La doble moral y la hipocresía son la regla al hablar de la cocaína. El análisis y la reflexión, la excepción.

El informe de consumo de drogas de la Oficina de las Naciones Unidas contra la droga y el delito (UNDOC) de 2014, concluye que ningún dato estadístico permite inferir una reducción de la demanda de cocaína en los EE.UU. o Europa occidental. Al contrario. Los datos disponibles señalan un aumento de las cantidades vendidas y la ampliación del consumo debido al surgimiento de nuevos mercados en Europa Central y del Este. La demanda también ha aumentado en América del sur, en Chile, Uruguay, y particularmente en Argentina, que ahora está en la lista de los tres grandes consumidores mundiales junto a los EE.UU. y España.

Las incautaciones son otro de los temas abordados en el informe. Entre 2011 y 2012 estas pasaron de 362 a 418 toneladas en el ámbito geográfico de los productores suramericanos (Colombia, Perú y Bolivia), mientras que en Europa occidental se pasó de 63 a 71.2 toneladas. Entre el 2003 y el 2012 las incautaciones fueron en aumento en toda Suramérica, particularmente en Colombia, donde el número de toneladas decomisadas no ha dejado de aumentar desde el 2006. En cambio, en Europa Occidental, la cantidad de incautaciones se redujo considerablemente en el 2007 y el 2008. En realidad, el lentísimo aumento en las incautaciones europeas a partir del 2009 significa muy poco si se le compara con las incautaciones realizadas en Suramérica (ver: Cocaine, World Drug Report, 2014, p. 34).

Hasta aquí no hay ninguna novedad ni nada que no se haya dicho antes: las fiestas en Nueva York, Londres, Madrid, Paris, Frankfurt, Buenos Aires y Santiago de Chile se aderezan con el denodado polvo blanco y la gran mayoría de las incautaciones se realiza en los países productores y no en los países consumidores. La demanda mundial aumenta en vez de disminuir.

A pesar del carácter público de los informes sobre consumo global de drogas, y a pesar de que los consumidores de cocaína del mundo que han visitado a Colombia tienen la plena conciencia de que sus habitantes son muchísimo menos adictos a las drogas que sus compatriotas, la imagen del colombiano narcotraficante, el mito de los 48 millones de Pablos Escobares siguen cómodamente instalados en la conciencia global de la humanidad.
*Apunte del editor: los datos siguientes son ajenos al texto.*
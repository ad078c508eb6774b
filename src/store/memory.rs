use async_trait::async_trait;
use tokio::sync::Mutex;

use super::PreferencesStore;
use crate::{error::StoreError, models::Preferences};

/// Keeps preferences in memory only. Used when no file is configured and in tests.
#[derive(Default)]
pub struct MemoryStore {
    saved: Mutex<Option<Preferences>>,
}

impl MemoryStore {
    pub fn new() -> Self {
        Self::default()
    }
}

#[async_trait]
impl PreferencesStore for MemoryStore {
    async fn load(&self) -> Result<Preferences, StoreError> {
        Ok(self.saved.lock().await.clone().unwrap_or_default())
    }

    async fn save(&self, preferences: &Preferences) -> Result<(), StoreError> {
        *self.saved.lock().await = Some(preferences.clone());
        Ok(())
    }
}
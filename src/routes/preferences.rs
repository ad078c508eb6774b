use std::sync::Arc;

use axum::{extract::State, http::StatusCode, Json};
use serde::Deserialize;

use crate::{models::Preferences, AppState};

#[derive(Debug, Deserialize)]
pub struct PreferencesUpdate {
    pub sound_on: Option<bool>,
    pub first_run: Option<bool>,
}

pub async fn get_preferences(State(state): State<Arc<AppState>>) -> Json<Preferences> {
    Json(state.preferences.read().await.clone())
}

/// Update the client-owned flags. The best score can only change through a solved game.
pub async fn update_preferences(
    State(state): State<Arc<AppState>>,
    Json(update): Json<PreferencesUpdate>,
) -> Result<Json<Preferences>, StatusCode> {
    let mut preferences = state.preferences.write().await;
    let mut updated = preferences.clone();

    if let Some(sound_on) = update.sound_on {
        updated.sound_on = sound_on;
    }
    if let Some(first_run) = update.first_run {
        updated.first_run = first_run;
    }

    if updated != *preferences {
        state.store.save(&updated).await.map_err(|e| {
            tracing::error!("Failed to save preferences: {}", e);
            StatusCode::INTERNAL_SERVER_ERROR
        })?;
        *preferences = updated;
        tracing::debug!("Preferences updated: {:?}", *preferences);
    }

    Ok(Json(preferences.clone()))
}

#[cfg(test)]
mod tests {
    use crate::routes::test_support::{send, test_app};
    use axum::http::{Method, StatusCode};
    use serde_json::json;

    #[tokio::test]
    async fn test_default_preferences() {
        let (app, _) = test_app();
        let (status, body) = send(&app, Method::GET, "/api/preferences", None).await;
        assert_eq!(status, StatusCode::OK);
        assert_eq!(body["sound_on"], true);
        assert_eq!(body["first_run"], true);
        assert!(body["best"].is_null());
    }

    #[tokio::test]
    async fn test_update_is_persisted() {
        let (app, state) = test_app();

        let (status, body) = send(
            &app,
            Method::PATCH,
            "/api/preferences",
            Some(json!({"sound_on": false})),
        )
        .await;
        assert_eq!(status, StatusCode::OK);
        assert_eq!(body["sound_on"], false);
        assert_eq!(body["first_run"], true);

        send(&app, Method::PATCH, "/api/preferences", Some(json!({"first_run": false}))).await;

        let stored = state.store.load().await.unwrap();
        assert!(!stored.sound_on);
        assert!(!stored.first_run);
    }
}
Colombia: un paraíso en el que las cimas de las montañas están cubiertas por alcaloides cristalinos y no por nieves perpetuas.

Sé bien que no soy el único: quienes han visitado las cinco partes del mundo recordarán los rostros de asombro de quienes no creen que puede haber Colombianos que no consumen cocaína. La responsabilidad del problema se sitúa casi siempre en los países productores. Ni a los Estadounidenses ni a los Europeos les gusta escuchar que la droga no entra a los puertos o a los aeropuertos de sus países por obra y gracia del espíritu santo, sino que hay redes de corrupción entre sus autoridades portuarias, de carreteras y entre sus cuerpos policiales que facilitan la distribución y se lucran del negocio.

Por más difícil y doloroso que pueda resultar, es indispensable que los Colombianos nos esforcemos por conocer el negocio de las drogas y su impacto internacional. Tenemos el deber de aceptar la responsabilidad histórica de ser el país en el que el tráfico de cocaína se desarrolló como en ningún otro lugar del planeta, pero también tenemos el derecho de decirle al mundo que la responsabilidad de ese tráfico mundial es eso, mundial, y que Colombia ha sido sólo un eslabón de esa gran cadena que es el tráfico de estupefacientes.

Ahora bien, cuando el término ‘cocaína’ surge en las conversaciones entre Colombianos y extranjeros, el análisis y la reflexión son más bien excepcionales. La política, la economía y el funcionamiento de mafias que burlan las fronteras de los Estados como si jugaran golosa languidecen frente a los juicios morales: entre comentarios jocosos y recuerdos de buenas fiestas, la doble moral y la hipocresía empiezan a rodar como bolas de nieve que aumentan de tamaño en su vertiginoso recorrido.